*EXERCISE*:
Return the full listing exactly as it is written.

*ENTRIES SUPPLIED*:
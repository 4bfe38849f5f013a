//! Fitted spot overlays

use image::{Rgb, RgbImage};
use imageproc::drawing::{draw_hollow_circle_mut, draw_line_segment_mut};
use ndarray::ArrayView2;

use super::colormap::{apply_colormap, Colormap};
use super::{Result, VizError};
use crate::image_proc::GaussianParams;

/// Marker appearance for [`render_fit_overlay_styled`].
#[derive(Debug, Clone, Copy, PartialEq)]
pub struct OverlayStyle {
    /// Half length of each stroke of the centre cross
    pub marker_half_size: f32,
    pub color: Rgb<u8>,
}

impl Default for OverlayStyle {
    fn default() -> Self {
        Self {
            marker_half_size: 3.0,
            color: Rgb([255, 0, 0]),
        }
    }
}

/// Colour-mapped frame with a red `x` at the fitted centre and a circle of
/// radius sigma around it.
pub fn render_fit_overlay(
    frame: &ArrayView2<f64>,
    params: &GaussianParams,
    colormap: Colormap,
) -> Result<RgbImage> {
    render_fit_overlay_styled(frame, params, colormap, &OverlayStyle::default())
}

/// [`render_fit_overlay`] with explicit marker styling.
pub fn render_fit_overlay_styled(
    frame: &ArrayView2<f64>,
    params: &GaussianParams,
    colormap: Colormap,
    style: &OverlayStyle,
) -> Result<RgbImage> {
    let (height, width) = frame.dim();
    if width == 0 || height == 0 {
        return Err(VizError::EmptyImage { width, height });
    }
    if !(params.x0.is_finite() && params.y0.is_finite() && params.sigma.is_finite()) {
        return Err(VizError::InvalidOverlay(format!(
            "non-finite fit parameters {params:?}"
        )));
    }

    let mut img = apply_colormap(frame, colormap);

    let cx = params.x0 as f32;
    let cy = params.y0 as f32;
    let d = style.marker_half_size;
    draw_line_segment_mut(&mut img, (cx - d, cy - d), (cx + d, cy + d), style.color);
    draw_line_segment_mut(&mut img, (cx - d, cy + d), (cx + d, cy - d), style.color);

    let radius = params.sigma.abs().round() as i32;
    if radius > 0 {
        draw_hollow_circle_mut(
            &mut img,
            (params.x0.round() as i32, params.y0.round() as i32),
            radius,
            style.color,
        );
    }

    Ok(img)
}

#[cfg(test)]
mod tests {
    use super::*;
    use ndarray::Array2;

    const RED: Rgb<u8> = Rgb([255, 0, 0]);

    fn params(x0: f64, y0: f64, sigma: f64) -> GaussianParams {
        GaussianParams {
            x0,
            y0,
            sigma,
            amplitude: 1.0,
        }
    }

    #[test]
    fn test_marker_and_circle_drawn() {
        let frame = Array2::<f64>::zeros((40, 40));
        let img = render_fit_overlay(&frame.view(), &params(20.0, 20.0, 8.0), Colormap::Grey)
            .unwrap();

        assert_eq!(img.get_pixel(20, 20), &RED);
        assert_eq!(img.get_pixel(22, 22), &RED);
        assert_eq!(img.get_pixel(28, 20), &RED);
        assert_eq!(img.get_pixel(20, 12), &RED);
        // Between the cross and the circle
        assert_eq!(img.get_pixel(25, 20), &Rgb([0, 0, 0]));
    }

    #[test]
    fn test_marker_off_frame_is_clipped() {
        let frame = Array2::<f64>::zeros((10, 10));
        let img = render_fit_overlay(&frame.view(), &params(-50.0, 3.0, 2.0), Colormap::Grey)
            .unwrap();
        assert!(img.pixels().all(|p| *p != RED));
    }

    #[test]
    fn test_empty_and_nan_rejected() {
        let empty = Array2::<f64>::zeros((0, 0));
        assert!(matches!(
            render_fit_overlay(&empty.view(), &params(0.0, 0.0, 1.0), Colormap::Parula),
            Err(VizError::EmptyImage { .. })
        ));

        let frame = Array2::<f64>::zeros((5, 5));
        assert!(matches!(
            render_fit_overlay(&frame.view(), &params(f64::NAN, 0.0, 1.0), Colormap::Parula),
            Err(VizError::InvalidOverlay(_))
        ));
    }
}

*ANSWER BOX*:
repository 4bfe38849f5f013a
//! Fitted spot overlays

use image::{Rgb, RgbImage};
use imageproc::drawing::{draw_hollow_circle_mut, draw_line_segment_mut};
use ndarray::ArrayView2;

use super::colormap::{apply_colormap, Colormap};
use super::{Result, VizError};
use crate::image_proc::GaussianParams;

/// Marker appearance for [`render_fit_overlay_styled`].
#[derive(Debug, Clone, Copy, PartialEq)]
pub struct OverlayStyle {
    /// Half length of each stroke of the centre cross
    pub marker_half_size: f32,
    pub color: Rgb<u8>,
}

impl Default for OverlayStyle {
    fn default() -> Self {
        Self {
            marker_half_size: 3.0,
            color: Rgb([255, 0, 0]),
        }
    }
}

/// Colour-mapped frame with a red `x` at the fitted centre and a circle of
/// radius sigma around it.
pub fn render_fit_overlay(
    frame: &ArrayView2<f64>,
    params: &GaussianParams,
    colormap: Colormap,
) -> Result<RgbImage> {
    render_fit_overlay_styled(frame, params, colormap, &OverlayStyle::default())
}

/// [`render_fit_overlay`] with explicit marker styling.
pub fn render_fit_overlay_styled(
    frame: &ArrayView2<f64>,
    params: &GaussianParams,
    colormap: Colormap,
    style: &OverlayStyle,
) -> Result<RgbImage> {
    let (height, width) = frame.dim();
    if width == 0 || height == 0 {
        return Err(VizError::EmptyImage { width, height });
    }
    if !(params.x0.is_finite() && params.y0.is_finite() && params.sigma.is_finite()) {
        return Err(VizError::InvalidOverlay(format!(
            "non-finite fit parameters {params:?}"
        )));
    }

    let mut img = apply_colormap(frame, colormap);

    let cx = params.x0 as f32;
    let cy = params.y0 as f32;
    let d = style.marker_half_size;
    draw_line_segment_mut(&mut img, (cx - d, cy - d), (cx + d, cy + d), style.color);
    draw_line_segment_mut(&mut img, (cx - d, cy + d), (cx + d, cy - d), style.color);

    let radius = params.sigma.abs().round() as i32;
    if radius > 0 {
        draw_hollow_circle_mut(
            &mut img,
            (params.x0.round() as i32, params.y0.round() as i32),
            radius,
            style.color,
        );
    }

    Ok(img)
}

#[cfg(test)]
mod tests {
    use super::*;
    use ndarray::Array2;

    const RED: Rgb<u8> = Rgb([255, 0, 0]);

    fn params(x0: f64, y0: f64, sigma: f64) -> GaussianParams {
        GaussianParams {
            x0,
            y0,
            sigma,
            amplitude: 1.0,
        }
    }

    #[test]
    fn test_marker_and_circle_drawn() {
        let frame = Array2::<f64>::zeros((40, 40));
        let img = render_fit_overlay(&frame.view(), &params(20.0, 20.0, 8.0), Colormap::Grey)
            .unwrap();

        assert_eq!(img.get_pixel(20, 20), &RED);
        assert_eq!(img.get_pixel(22, 22), &RED);
        assert_eq!(img.get_pixel(28, 20), &RED);
        assert_eq!(img.get_pixel(20, 12), &RED);
        // Between the cross and the circle
        assert_eq!(img.get_pixel(25, 20), &Rgb([0, 0, 0]));
    }

    #[test]
    fn test_marker_off_frame_is_clipped() {
        let frame = Array2::<f64>::zeros((10, 10));
        let img = render_fit_overlay(&frame.view(), &params(-50.0, 3.0, 2.0), Colormap::Grey)
            .unwrap();
        assert!(img.pixels().all(|p| *p != RED));
    }

    #[test]
    fn test_empty_and_nan_rejected() {
        let empty = Array2::<f64>::zeros((0, 0));
        assert!(matches!(
            render_fit_overlay(&empty.view(), &params(0.0, 0.0, 1.0), Colormap::Parula),
            Err(VizError::EmptyImage { .. })
        ));

        let frame = Array2::<f64>::zeros((5, 5));
        assert!(matches!(
            render_fit_overlay(&frame.view(), &params(f64::NAN, 0.0, 1.0), Colormap::Parula),
            Err(VizError::InvalidOverlay(_))
        ));
    }
}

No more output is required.